The paper tackles continuous adaptation of object detectors to to unforeseen scenarios. The proposed method unlike existing methods that focus fully on adaptation from unlabeled data, involves human operators and performs a weakly labeled domain adaptation. The specific target of this method is scenarios like surveillance, self-driving, and demonstrates the efficacy of human-in-the-loop signal test-time domain adaptation.
优点
- The paper is meticulously written, well structured, and tackles the really interesting and challenging problem of continuous domain adaptive detection. The problem motivation is clearly explained in the introduction section and connects well to the proposed approach.

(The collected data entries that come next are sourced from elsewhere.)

//! Process-table lookups shared by the supervisor and the sampler.

use std::collections::{HashMap, VecDeque};
use std::path::Path;

use sysinfo::{Pid, Process, Signal, System};
use tracing::debug;

/// Linux truncates `comm` to 15 bytes.
const COMM_LEN: usize = 15;

/// Parent links followed before giving up, in case of pid reuse loops.
const MAX_ANCESTRY: usize = 64;

/// Whether `process` is an instance of the executable called `name`.
///
/// Checks the reported name (allowing for `comm` truncation), the executable
/// path, and `argv[0]`, since launchers and scripts report differently.
pub fn matches_name(process: &Process, name: &str) -> bool {
    let reported = process.name();
    if reported == name || (reported.len() == COMM_LEN && name.starts_with(reported)) {
        return true;
    }
    let basename = |p: &Path| p.file_name().map(|n| n == name).unwrap_or(false);
    if process.exe().map(basename).unwrap_or(false) {
        return true;
    }
    process
        .cmd()
        .first()
        .map(|argv0| basename(Path::new(argv0)))
        .unwrap_or(false)
}

/// Breadth-first search of `root` and its descendants for the first process
/// named `name`. Heuristic: a launcher may fork several children, and the
/// first match in BFS order wins.
pub fn find_descendant(sys: &System, root: u32, name: &str) -> Option<u32> {
    let mut children: HashMap<Pid, Vec<Pid>> = HashMap::new();
    for (pid, process) in sys.processes() {
        if let Some(parent) = process.parent() {
            children.entry(parent).or_default().push(*pid);
        }
    }
    for list in children.values_mut() {
        list.sort();
    }

    let mut queue = VecDeque::from([Pid::from_u32(root)]);
    while let Some(pid) = queue.pop_front() {
        if let Some(process) = sys.process(pid) {
            if matches_name(process, name) {
                return Some(pid.as_u32());
            }
        }
        if let Some(kids) = children.get(&pid) {
            queue.extend(kids.iter().copied());
        }
    }
    None
}

/// Whether `pid` is one of `roots` or runs somewhere below one of them.
fn descends_from(sys: &System, pid: Pid, roots: &[u32]) -> bool {
    let mut current = Some(pid);
    for _ in 0..MAX_ANCESTRY {
        let Some(pid) = current else {
            return false;
        };
        if roots.contains(&pid.as_u32()) {
            return true;
        }
        current = sys.process(pid).and_then(Process::parent);
    }
    false
}

/// Send SIGKILL to every process named `name`, except the trees rooted at
/// `spare`. Returns how many were signalled.
pub fn kill_by_name(name: &str, spare: &[u32]) -> usize {
    let mut sys = System::new();
    sys.refresh_processes();
    let own = std::process::id();

    let mut killed = 0;
    for (pid, process) in sys.processes() {
        let raw = pid.as_u32();
        if raw == own || !matches_name(process, name) || descends_from(&sys, *pid, spare) {
            continue;
        }
        if process.kill_with(Signal::Kill).unwrap_or(false) {
            debug!(pid = raw, name, "killed stray process");
            killed += 1;
        }
    }
    killed
}

/// Thread count from `/proc/<pid>/task`. `None` off Linux or if the process
/// is gone.
pub fn thread_count(pid: u32) -> Option<usize> {
    std::fs::read_dir(format!("/proc/{pid}/task"))
        .ok()
        .map(|entries| entries.flatten().count())
}

/// Thread names from `/proc/<pid>/task/*/comm`, sorted. Best-effort.
pub fn thread_names(pid: u32) -> Vec<String> {
    let Ok(entries) = std::fs::read_dir(format!("/proc/{pid}/task")) else {
        return Vec::new();
    };
    let mut names: Vec<String> = entries
        .flatten()
        .filter_map(|entry| std::fs::read_to_string(entry.path().join("comm")).ok())
        .map(|comm| comm.trim().to_string())
        .collect();
    names.sort();
    names
}

#[cfg(test)]
mod tests {
    use super::*;

    #[test]
    fn test_own_threads_visible() {
        let pid = std::process::id();
        assert!(thread_count(pid).unwrap_or(0) >= 1);
        assert!(!thread_names(pid).is_empty());
    }

    #[test]
    fn test_missing_process() {
        // pid_max on Linux is at most 2^22
        let pid = 1 << 23;
        assert_eq!(thread_count(pid), None);
        assert!(thread_names(pid).is_empty());
    }

    #[test]
    fn test_find_descendant_of_spawned_child() {
        // `; true` keeps sh from exec-ing sleep in place
        let mut child = std::process::Command::new("sh")
            .args(["-c", "sleep 5; true"])
            .spawn()
            .unwrap();
        std::thread::sleep(std::time::Duration::from_millis(300));

        let mut sys = System::new();
        sys.refresh_processes();
        let found = find_descendant(&sys, child.id(), "sleep").unwrap();
        assert_ne!(found, child.id());
        assert_eq!(find_descendant(&sys, child.id(), "sh"), Some(child.id()));
        assert_eq!(find_descendant(&sys, child.id(), "no-such-binary"), None);

        child.kill().unwrap();
        child.wait().unwrap();
    }

    #[test]
    fn test_kill_by_name_spares_subtree() {
        use std::os::unix::fs::PermissionsExt;

        let tmp = tempfile::tempdir().unwrap();
        let script = tmp.path().join("vt-spare.sh");
        std::fs::write(&script, "#!/bin/sh\nsleep 30\ntrue\n").unwrap();
        std::fs::set_permissions(&script, std::fs::Permissions::from_mode(0o755)).unwrap();

        let mut sheltered = std::process::Command::new("sh")
            .arg("-c")
            .arg(format!("{}; true", script.display()))
            .spawn()
            .unwrap();
        let mut exposed = std::process::Command::new(&script).spawn().unwrap();
        std::thread::sleep(std::time::Duration::from_millis(300));

        assert_eq!(kill_by_name("vt-spare.sh", &[sheltered.id()]), 1);
        assert!(!exposed.wait().unwrap().success());
        assert!(sheltered.try_wait().unwrap().is_none());

        assert_eq!(kill_by_name("vt-spare.sh", &[]), 1);
        sheltered.wait().unwrap();
    }
}
use std::collections::BTreeMap;

use serde::{Deserialize, Serialize};

#[derive(Debug, Clone, Copy, Serialize, Deserialize, PartialEq, Eq, Default)]
#[serde(rename_all = "snake_case")]
pub enum ScalingMode {
    #[default]
    Default,
    Stretch,
    Fit,
    Fill,
}

impl ScalingMode {
    pub const ALL: &[ScalingMode] = &[
        ScalingMode::Default,
        ScalingMode::Stretch,
        ScalingMode::Fit,
        ScalingMode::Fill,
    ];
}

impl std::fmt::Display for ScalingMode {
    fn fmt(&self, f: &mut std::fmt::Formatter<'_>) -> std::fmt::Result {
        match self {
            Self::Default => write!(f, "default"),
            Self::Stretch => write!(f, "stretch"),
            Self::Fit => write!(f, "fit"),
            Self::Fill => write!(f, "fill"),
        }
    }
}

impl std::str::FromStr for ScalingMode {
    type Err = String;

    fn from_str(s: &str) -> std::result::Result<Self, Self::Err> {
        match s {
            "default" => Ok(Self::Default),
            "stretch" => Ok(Self::Stretch),
            "fit" => Ok(Self::Fit),
            "fill" => Ok(Self::Fill),
            other => Err(format!("unknown scaling mode: {other}")),
        }
    }
}

#[derive(Debug, Clone, Copy, Serialize, Deserialize, PartialEq, Eq, Default)]
#[serde(rename_all = "snake_case")]
pub enum ClampMode {
    #[default]
    Clamp,
    Border,
    Repeat,
}

impl std::fmt::Display for ClampMode {
    fn fmt(&self, f: &mut std::fmt::Formatter<'_>) -> std::fmt::Result {
        match self {
            Self::Clamp => write!(f, "clamp"),
            Self::Border => write!(f, "border"),
            Self::Repeat => write!(f, "repeat"),
        }
    }
}

impl std::str::FromStr for ClampMode {
    type Err = String;

    fn from_str(s: &str) -> std::result::Result<Self, Self::Err> {
        match s {
            "clamp" => Ok(Self::Clamp),
            "border" => Ok(Self::Border),
            "repeat" => Ok(Self::Repeat),
            other => Err(format!("unknown clamp mode: {other}")),
        }
    }
}

/// A user override for one wallpaper property, passed to the engine as
/// `--set-property name=value`.
#[derive(Debug, Clone, Serialize, Deserialize, PartialEq)]
#[serde(untagged)]
pub enum PropertyValue {
    Bool(bool),
    Int(i64),
    Float(f64),
    Text(String),
    List(Vec<PropertyValue>),
}

impl PropertyValue {
    /// Render the value the way the engine parses it on the command line.
    pub fn to_arg(&self) -> String {
        match self {
            Self::Bool(true) => "1".into(),
            Self::Bool(false) => "0".into(),
            Self::Int(n) => n.to_string(),
            Self::Float(x) => format!("{x:.6}"),
            Self::Text(s) => s.clone(),
            Self::List(items) => items
                .iter()
                .map(|item| match item {
                    Self::Float(x) => x.to_string(),
                    other => other.to_arg(),
                })
                .collect::<Vec<_>>()
                .join(","),
        }
    }
}

/// Fixed processes the sampler knows about. Screenshot captures are tracked
/// separately under a [`TaskId`].
#[derive(Debug, Clone, Copy, Serialize, Deserialize, PartialEq, Eq, PartialOrd, Ord, Hash)]
#[serde(rename_all = "snake_case")]
pub enum Category {
    Frontend,
    Backend,
    Tray,
}

impl Category {
    pub const ALL: &[Category] = &[Category::Frontend, Category::Backend, Category::Tray];
}

impl std::fmt::Display for Category {
    fn fmt(&self, f: &mut std::fmt::Formatter<'_>) -> std::fmt::Result {
        match self {
            Self::Frontend => write!(f, "frontend"),
            Self::Backend => write!(f, "backend"),
            Self::Tray => write!(f, "tray"),
        }
    }
}

#[derive(Debug, Clone, Copy, Serialize, Deserialize, PartialEq, Eq, PartialOrd, Ord, Hash)]
#[serde(transparent)]
pub struct TaskId(pub u64);

impl std::fmt::Display for TaskId {
    fn fmt(&self, f: &mut std::fmt::Formatter<'_>) -> std::fmt::Result {
        write!(f, "task-{}", self.0)
    }
}

#[derive(Debug, Clone, Default, Serialize, Deserialize, PartialEq)]
pub struct HistoryWindow {
    pub cpu: Vec<f32>,
    pub memory_mb: Vec<f64>,
}

#[derive(Debug, Clone, Serialize, Deserialize)]
pub struct ProcessSample {
    pub pid: u32,
    pub name: String,
    pub status: String,
    pub cpu_percent: f32,
    pub memory_mb: f64,
    pub threads: usize,
    #[serde(default, skip_serializing_if = "Vec::is_empty")]
    pub thread_names: Vec<String>,
    pub history: HistoryWindow,
}

#[derive(Debug, Clone, Default, Serialize, Deserialize)]
pub struct TotalSample {
    pub cpu_percent: f32,
    pub memory_mb: f64,
    pub threads: usize,
    pub history: HistoryWindow,
}

/// One sampler tick, delivered to every subscriber.
#[derive(Debug, Clone, Default, Serialize, Deserialize)]
pub struct Snapshot {
    pub timestamp: String,
    pub categories: BTreeMap<Category, ProcessSample>,
    pub tasks: BTreeMap<TaskId, ProcessSample>,
    pub total: TotalSample,
}

#[derive(Debug, Clone, Serialize, Deserialize, PartialEq)]
pub struct PlaybackRecord {
    pub wallpaper: String,
    pub screens: Vec<String>,
    pub timestamp: String,
}

#[derive(Debug, Clone, Serialize, Deserialize, PartialEq)]
pub struct ScreenshotRecord {
    pub wallpaper: String,
    pub path: String,
    pub timestamp: String,
    pub duration_secs: f64,
    pub peak_cpu: f32,
    pub peak_memory_mb: f64,
}

#[derive(Debug, Clone, Default, Serialize, Deserialize)]
pub struct EngineStatus {
    pub running: bool,
    pub pid: Option<u32>,
    pub command: Option<String>,
    pub active_monitors: BTreeMap<String, String>,
    pub last_error: Option<String>,
}

#[cfg(test)]
mod tests {
    use super::*;

    #[test]
    fn test_property_value_formatting() {
        assert_eq!(PropertyValue::Bool(true).to_arg(), "1");
        assert_eq!(PropertyValue::Bool(false).to_arg(), "0");
        assert_eq!(PropertyValue::Int(42).to_arg(), "42");
        assert_eq!(PropertyValue::Float(0.5).to_arg(), "0.500000");
        assert_eq!(PropertyValue::Text("blue".into()).to_arg(), "blue");

        let color = PropertyValue::List(vec![
            PropertyValue::Float(0.1),
            PropertyValue::Float(0.2),
            PropertyValue::Int(1),
        ]);
        assert_eq!(color.to_arg(), "0.1,0.2,1");
    }

    #[test]
    fn test_property_value_untagged_parse() {
        let v: PropertyValue = serde_json::from_str("true").unwrap();
        assert_eq!(v, PropertyValue::Bool(true));
        let v: PropertyValue = serde_json::from_str("7").unwrap();
        assert_eq!(v, PropertyValue::Int(7));
        let v: PropertyValue = serde_json::from_str("0.25").unwrap();
        assert_eq!(v, PropertyValue::Float(0.25));
        let v: PropertyValue = serde_json::from_str(r#"[1, 0.5]"#).unwrap();
        assert_eq!(
            v,
            PropertyValue::List(vec![PropertyValue::Int(1), PropertyValue::Float(0.5)])
        );
    }

    #[test]
    fn test_mode_parse_and_display() {
        for mode in ScalingMode::ALL {
            let parsed: ScalingMode = mode.to_string().parse().unwrap();
            assert_eq!(parsed, *mode);
        }
        assert_eq!("repeat".parse::<ClampMode>(), Ok(ClampMode::Repeat));
        assert!("tile".parse::<ClampMode>().is_err());
    }

    #[test]
    fn test_snapshot_serializes_category_keys() {
        let mut snapshot = Snapshot::default();
        snapshot.categories.insert(
            Category::Backend,
            ProcessSample {
                pid: 10,
                name: "linux-wallpaperengine".into(),
                status: "Sleeping".into(),
                cpu_percent: 3.5,
                memory_mb: 120.0,
                threads: 12,
                thread_names: Vec::new(),
                history: HistoryWindow::default(),
            },
        );
        snapshot.tasks.insert(TaskId(3), snapshot.categories[&Category::Backend].clone());

        let json = serde_json::to_string(&snapshot).unwrap();
        assert!(json.contains(r#""backend":{"pid":10"#));
        assert!(json.contains(r#""3":{"pid":10"#));
        assert!(!json.contains("thread_names"));
    }
}
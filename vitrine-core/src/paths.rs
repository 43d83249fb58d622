use std::path::PathBuf;

use crate::error::{Result, VitrineError};

#[derive(Debug, Clone)]
pub struct VitrinePaths {
    pub config_dir: PathBuf,
    pub cache_dir: PathBuf,
}

impl VitrinePaths {
    pub fn new() -> Result<Self> {
        let config_dir = dirs::config_dir()
            .ok_or_else(|| VitrineError::Config("cannot resolve XDG config dir".into()))?
            .join("vitrine");

        let cache_dir = dirs::cache_dir()
            .ok_or_else(|| VitrineError::Config("cannot resolve XDG cache dir".into()))?
            .join("vitrine");

        Ok(Self {
            config_dir,
            cache_dir,
        })
    }

    pub fn settings_file(&self) -> PathBuf {
        self.config_dir.join("settings.json")
    }

    pub fn history_file(&self) -> PathBuf {
        self.config_dir.join("history.json")
    }

    pub fn screenshot_history_file(&self) -> PathBuf {
        self.config_dir.join("screenshot_history.json")
    }

    pub fn logs_dir(&self) -> PathBuf {
        self.cache_dir.join("logs")
    }

    /// Sink for the running engine's stdout and stderr, truncated on every launch.
    pub fn engine_log(&self) -> PathBuf {
        self.logs_dir().join("engine.log")
    }

    pub fn screenshots_dir(&self) -> PathBuf {
        self.cache_dir.join("screenshots")
    }

    pub fn socket_path() -> PathBuf {
        let uid = unsafe { libc::getuid() };
        PathBuf::from(format!("/tmp/vitrine-{uid}.sock"))
    }

    pub fn ensure_dirs(&self) -> Result<()> {
        for dir in [
            &self.config_dir,
            &self.cache_dir,
            &self.logs_dir(),
            &self.screenshots_dir(),
        ] {
            std::fs::create_dir_all(dir)?;
        }
        Ok(())
    }
}
use std::sync::Arc;

use tokio::sync::{mpsc, watch};
use tracing::{debug, info, warn};

use vitrine_core::config::SettingsStore;
use vitrine_core::error::{Result, VitrineError};
use vitrine_core::history::ScreenshotHistory;
use vitrine_core::models::{Category, PropertyValue};
use vitrine_core::paths::VitrinePaths;
use vitrine_core::screens::ScreenEnumerator;

use crate::notify;
use crate::sampler::SamplerHandle;

use super::screenshot::{default_output, ActiveCaptures, ScreenshotJob};
use super::supervisor::Supervisor;
use super::DaemonCommand;

/// Settings that never change the engine command line.
const NON_PLAYBACK_KEYS: &[&str] = &[
    "lastWallpaper",
    "lastScreen",
    "recordHistory",
    "screenshotDelay",
    "screenshotResolution",
    "preferXvfb",
    "notifications",
];

pub fn affects_playback(key: &str) -> bool {
    !NON_PLAYBACK_KEYS.contains(&key)
}

/// Owns the supervisor and serializes every state change through one
/// command loop.
pub struct Controller {
    supervisor: Supervisor,
    settings: Arc<SettingsStore>,
    screens: Arc<dyn ScreenEnumerator>,
    sampler: SamplerHandle,
    paths: VitrinePaths,
    screenshots: ScreenshotHistory,
    captures: ActiveCaptures,
}

impl Controller {
    pub fn new(
        supervisor: Supervisor,
        settings: Arc<SettingsStore>,
        screens: Arc<dyn ScreenEnumerator>,
        sampler: SamplerHandle,
        paths: VitrinePaths,
    ) -> Self {
        let screenshots = ScreenshotHistory::screenshots(paths.screenshot_history_file());
        let captures = ActiveCaptures::default();
        Self {
            supervisor: supervisor.with_captures(captures.clone()),
            settings,
            screens,
            sampler,
            paths,
            screenshots,
            captures,
        }
    }

    pub async fn run(
        mut self,
        mut cmd_rx: mpsc::Receiver<DaemonCommand>,
        mut shutdown: watch::Receiver<bool>,
    ) {
        if !self.settings.snapshot().active_monitors.is_empty() {
            info!("restoring saved wallpapers");
            // failures are already logged and reported by the supervisor
            let _ = self.supervisor.restart_wallpapers().await;
        }

        loop {
            tokio::select! {
                cmd = cmd_rx.recv() => {
                    let Some(cmd) = cmd else {
                        info!("command channel closed");
                        break;
                    };
                    match cmd {
                        DaemonCommand::Status { respond } => {
                            let _ = respond.send(self.supervisor.status());
                        }
                        DaemonCommand::Apply { wallpaper, screen, screens, respond } => {
                            let result = self.supervisor.apply(&wallpaper, screen, screens).await;
                            let _ = respond.send(result.map_err(|e| e.to_string()));
                        }
                        DaemonCommand::StopScreen { screen, respond } => {
                            let result = self.supervisor.stop_screen(&screen).await;
                            let _ = respond.send(result.map_err(|e| e.to_string()));
                        }
                        DaemonCommand::Stop { respond } => {
                            let result = self.stop_all().await;
                            let _ = respond.send(result.map_err(|e| e.to_string()));
                        }
                        DaemonCommand::Restart { respond } => {
                            let result = self.supervisor.restart_wallpapers().await;
                            let _ = respond.send(result.map_err(|e| e.to_string()));
                        }
                        DaemonCommand::Screenshot { wallpaper, output, respond } => {
                            match self.screenshot_job(wallpaper, output) {
                                Ok(job) => {
                                    let notifications = self.settings.snapshot().notifications;
                                    tokio::spawn(async move {
                                        let result = job.run().await;
                                        if let Err(e) = &result {
                                            warn!("screenshot failed: {e}");
                                            if notifications {
                                                notify::desktop("Screenshot failed", &e.to_string()).await;
                                            }
                                        }
                                        let _ = respond.send(result.map_err(|e| e.to_string()));
                                    });
                                }
                                Err(e) => {
                                    let _ = respond.send(Err(e.to_string()));
                                }
                            }
                        }
                        DaemonCommand::SetSetting { key, value, respond } => {
                            let result = self.settings.set(&key, value);
                            if result.is_ok() {
                                info!(key, "setting changed");
                                if affects_playback(&key) {
                                    self.restart_if_running().await;
                                }
                            }
                            let _ = respond.send(result.map_err(|e| e.to_string()));
                        }
                        DaemonCommand::SetProperty { wallpaper, name, value, respond } => {
                            let result = self.set_property(&wallpaper, &name, value).await;
                            let _ = respond.send(result.map_err(|e| e.to_string()));
                        }
                        DaemonCommand::ClearProperties { wallpaper, respond } => {
                            let result = self.clear_properties(&wallpaper).await;
                            let _ = respond.send(result.map_err(|e| e.to_string()));
                        }
                        DaemonCommand::TopologyChanged => {
                            let live = self.screens.screens(true).await;
                            info!(screens = ?live, "monitor topology changed");
                            if !self.settings.snapshot().active_monitors.is_empty() {
                                let _ = self.supervisor.restart_wallpapers().await;
                            }
                        }
                        DaemonCommand::RegisterTray { pid } => {
                            // the tray repeats this after every engine stop
                            debug!(pid, "tray registered");
                            self.sampler.track(Category::Tray, pid);
                        }
                        DaemonCommand::Quit => {
                            info!("quit command received");
                            break;
                        }
                    }
                }
                _ = shutdown.changed() => {
                    info!("shutdown signal received");
                    break;
                }
            }
        }

        self.supervisor.stop().await;
    }

    /// Stop playback everywhere and forget the monitor assignments.
    async fn stop_all(&mut self) -> Result<()> {
        self.supervisor.stop().await;
        self.settings.update(|s| s.active_monitors.clear())?;
        info!("all wallpapers stopped");
        Ok(())
    }

    async fn restart_if_running(&mut self) {
        if self.supervisor.has_process() {
            let _ = self.supervisor.restart_wallpapers().await;
        }
    }

    async fn set_property(&mut self, wallpaper: &str, name: &str, value: PropertyValue) -> Result<()> {
        if name.is_empty() || name.contains('=') {
            return Err(VitrineError::Config(format!("invalid property name: {name:?}")));
        }
        self.settings.update(|s| {
            s.properties
                .entry(wallpaper.to_string())
                .or_default()
                .insert(name.to_string(), value);
        })?;
        info!(wallpaper, name, "property set");
        self.restart_if_active(wallpaper).await;
        Ok(())
    }

    async fn clear_properties(&mut self, wallpaper: &str) -> Result<()> {
        let removed = self.settings.update(|s| s.properties.remove(wallpaper).is_some())?;
        if removed {
            info!(wallpaper, "properties cleared");
            self.restart_if_active(wallpaper).await;
        }
        Ok(())
    }

    async fn restart_if_active(&mut self, wallpaper: &str) {
        let active = self
            .settings
            .snapshot()
            .active_monitors
            .values()
            .any(|w| w == wallpaper);
        if active {
            self.restart_if_running().await;
        }
    }

    fn screenshot_job(&self, wallpaper: String, output: Option<std::path::PathBuf>) -> Result<ScreenshotJob> {
        let settings = self.settings.snapshot();
        if !settings.active_monitors.values().any(|w| *w == wallpaper) {
            return Err(VitrineError::Screenshot(format!(
                "wallpaper {wallpaper} is not active on any screen"
            )));
        }
        let output = output.unwrap_or_else(|| default_output(&self.paths.screenshots_dir(), &wallpaper));
        let task = self.sampler.next_task_id();
        Ok(ScreenshotJob {
            task,
            settings,
            wallpaper,
            output,
            stderr_log: self.paths.logs_dir().join(format!("screenshot-{task}.log")),
            sampler: self.sampler.clone(),
            history: self.screenshots.clone(),
            captures: self.captures.clone(),
        })
    }
}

- The paper has good flow making it easier to follow. The paper points out a missing element in the existing literature, and provides a different way of formulating the adaptive detection problem, with human signal in the loop.
- The idea behind the proposed method to utilize human supervision is not directly used in the literature especially not for object detection, hence it is definitely an idea worth exploring. More about the methodology in the next section.
- The paper provides numerous experiments under different scenarios to test the robustness of the adaptation strategy under incorrect human guidance and adaptation conditions. The experiments supports the motivation that weak label from human guidance improves the performance on unseen domain.
缺点
- Though the problem is quite interesting and challenging, the proposed method is limited in its effectiveness to fully utilize the proposed framework of human in the loop TTA. The human supervision is directly used as filter, where as there is a lot of research in the domain of active learning and weakly supervised learning which have explored incorporating such supervision in much more interesting way. Weak-label to improve pseudo-label quality has been tested multiple times over in the literature.
- There are not enough datasets and scenarios considered in the experimental evaluation. Specifically considering the motivation on real-world conditions, the domain does not remain constant and is subjected to change as well. Hence, a mixing of domain during adaptation would reflect a more realistic and challenging scenario
- There are not enough test-time methods compared against to properly benchmark the performance. There have been many work in the literature that address a similar problem [1] [2] [3] [4].
[1] Mirza, Muhammad Jehanzeb, et al. "ActMAD: Activation Matching to Align Distributions for Test-Time-Training." Proceedings of the IEEE/CVF Conference on Computer Vision and Pattern Recognition. 2023. [2] Yuan, Jiakang, et al. "Bi3D: Bi-domain Active Learning for Cross-domain 3D Object Detection." Proceedings of the IEEE/CVF Conference on Computer Vision and Pattern Recognition. 2023. [3] VS, Vibashan, Poojan Oza, and Vishal M. Patel. "Towards online domain adaptive object detection." Proceedings of the IEEE/CVF Winter Conference on Applications of Computer Vision. 2023. [4] Suzuki, Satoshi, et al. "OnDA-DETR: Online Domain Adaptation for Detection Transformers with Self-Training Framework." 2023 IEEE International Conference on Image Processing (ICIP). IEEE, 2023.
问题
Q1. Since the motivation is on for a system that is deployed in real-world, what is the latency increase with using proposed method for improving generalization on unseen domains?
Q2. what is the performance variations when only part of the samples utilize human annotations? The experiment seem to be only considering noisy supervision and not the absence of it.
Q3. In section 4.3 experiment related to weak-label noise why some categories have more performance drop compared to others?